Caleb Flaxey (born August 30, 1983) is a Canadian curler from Caledon, Ontario.

Flaxey, originally from Sault Ste. Marie, Ontario, played lead for the Eric Harnden rink that represented Northern Ontario at the 2008 Tim Hortons Brier in Winnipeg, Manitoba. The team finished with a 3–8 record.

Flaxey represented Northern Ontario at the 2009 Canadian Mixed Curling Championship in Iqaluit, Nunavut, playing second for Ian Fisher. The team finished with a 6–5 record.

Flaxey joined the Brad Jacobs team in 2008, and played lead for the team for two seasons. He played for the team when they represented Northern Ontario at the 2010 Tim Hortons Brier in Halifax, Nova Scotia played at the Halifax Metro Centre.
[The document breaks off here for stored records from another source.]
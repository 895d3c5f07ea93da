//! erp-pilot CLI
//!
//! Loads the engine configuration and a list of delivery batches, then enters
//! each batch as a purchase receipt in the ERP client.
//!
//! Usage:
//!   erp-pilot --config pilot.yaml --batches deliveries.json
//!   erp-pilot --config pilot.yaml --check     # validate and exit
//!
//! Exit codes: 0 all batches entered, 1 a batch failed, 2 configuration error.
//! Press Escape (Windows) or Ctrl-C to stop after the current action.

use anyhow::{Context, Result};
use clap::Parser;
use erp_pilot::{AutomationError, CancellationMonitor, DeliveryBatch, EngineConfig, TemplateStore};
use std::process::ExitCode;
use tokio_util::sync::CancellationToken;
use tracing::{error, info, warn};

mod utils;

use crate::utils::{init_logging, load_batches, Args};

const EXIT_FAILURE: u8 = 1;
const EXIT_CONFIG: u8 = 2;

#[tokio::main]
async fn main() -> ExitCode {
    // Load .env file if present
    dotenvy::dotenv().ok();

    let args = Args::parse();
    let _log_guard = match init_logging() {
        Ok(guard) => Some(guard),
        Err(e) => {
            eprintln!("logging disabled: {e:#}");
            None
        }
    };

    let (config, batches) = match load_inputs(&args) {
        Ok(inputs) => inputs,
        Err(e) => {
            error!("configuration error: {e:#}");
            return ExitCode::from(EXIT_CONFIG);
        }
    };

    if args.check {
        info!(
            "configuration ok: templates in {}, {} batch(es), {} record(s)",
            config.template_dir.display(),
            batches.len(),
            batches.iter().map(|b| b.records.len()).sum::<usize>()
        );
        return ExitCode::SUCCESS;
    }

    match run(config, batches).await {
        Ok(true) => ExitCode::SUCCESS,
        Ok(false) => ExitCode::from(EXIT_FAILURE),
        Err(e) => {
            error!("{e:#}");
            let config_error = e
                .downcast_ref::<AutomationError>()
                .is_some_and(AutomationError::is_config_error);
            ExitCode::from(if config_error { EXIT_CONFIG } else { EXIT_FAILURE })
        }
    }
}

fn load_inputs(args: &Args) -> Result<(EngineConfig, Vec<DeliveryBatch>)> {
    let mut config = match &args.config {
        Some(path) => EngineConfig::from_yaml_file(path)
            .with_context(|| format!("failed to load config from {}", path.display()))?,
        None => {
            info!("no config file given, using built-in defaults");
            EngineConfig::default()
        }
    };
    if let Some(dir) = &args.templates {
        config.template_dir = dir.clone();
    }

    TemplateStore::open(&config.template_dir).context("template check failed")?;

    let batches = match &args.batches {
        Some(path) => load_batches(path)?,
        None if args.check => Vec::new(),
        None => anyhow::bail!("no batches given, pass --batches <file>"),
    };
    Ok((config, batches))
}

async fn run(config: EngineConfig, batches: Vec<DeliveryBatch>) -> Result<bool> {
    let token = CancellationToken::new();
    let monitor = CancellationMonitor::from_token(token.clone());

    #[cfg(target_os = "windows")]
    erp_pilot::spawn_escape_listener(monitor.clone());

    let ctrl_c = token.clone();
    tokio::spawn(async move {
        if tokio::signal::ctrl_c().await.is_ok() {
            warn!("Ctrl-C received, stopping after the current action");
            ctrl_c.cancel();
        }
    });

    info!("entering {} batch(es)", batches.len());
    let succeeded = tokio::task::spawn_blocking(move || -> Result<bool, AutomationError> {
        let mut workflow = erp_pilot::receipt_workflow(&config, monitor)?;
        Ok(workflow.process_delivery_orders(&batches))
    })
    .await
    .context("receipt worker stopped unexpectedly")??;

    if token.is_cancelled() {
        warn!("run was cancelled");
    }
    Ok(succeeded)
}
//! Native Windows desktop: xcap capture, Win32 windows, rdev input

mod hotkey;
mod input;
mod screen;
mod window;

pub use hotkey::spawn_escape_listener;
pub use input::RdevInput;
pub use screen::XcapScreen;
pub use window::Win32Windows;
The team finished with a 9–2 record in the round robin, earning a place in the 1 vs. 2 game. They would lose to Glenn Howard from Ontario in the 1 vs. 2 game and Kevin Koe from Alberta in the semi-final.

Flaxey joined the Wayne Tuck, Jr. rink in 2012, and has since won one World Curling Tour event as part of the team, the 2013 Mount Lawn Gord Carroll Classic. They competed in the 2013 The Dominion Tankard at the Barrie Molson Centre in Barrie, Ontario finishing with a 4-6 record.

Flaxey was included on the Brad Jacobs team as alternate at the 2013 Canadian Olympic Curling Trials at the MTS Centre in Winnipeg, Manitoba. The team finished the round robin with a 7-0 record, earning a direct entry to the final. They would beat John Morris in the final and earn the right to represent Canada at the 2014 Winter Olympics. In Sochi, Russia, the team finished the round robin with 7-2 record. They defeated Liu Rui from China in the semi-final 10-6. They would meet David Murdoch from Scotland in the final, and win 9-3, becoming Olympic gold medallists.

Flaxey is currently one of the coaches the Matt Dunstone rink.

==Personal life==
Flaxey is married to Ontario women's champion Allison Flaxey. Flaxey attended Sir James Dunn Collegiate and Vocational School for high school. He also studied Finance & Accounting at Missouri Valley College in Marshall, Missouri where he was the captain of the men's golf team and an All-American. He currently works as a category advisor for Walman Optical.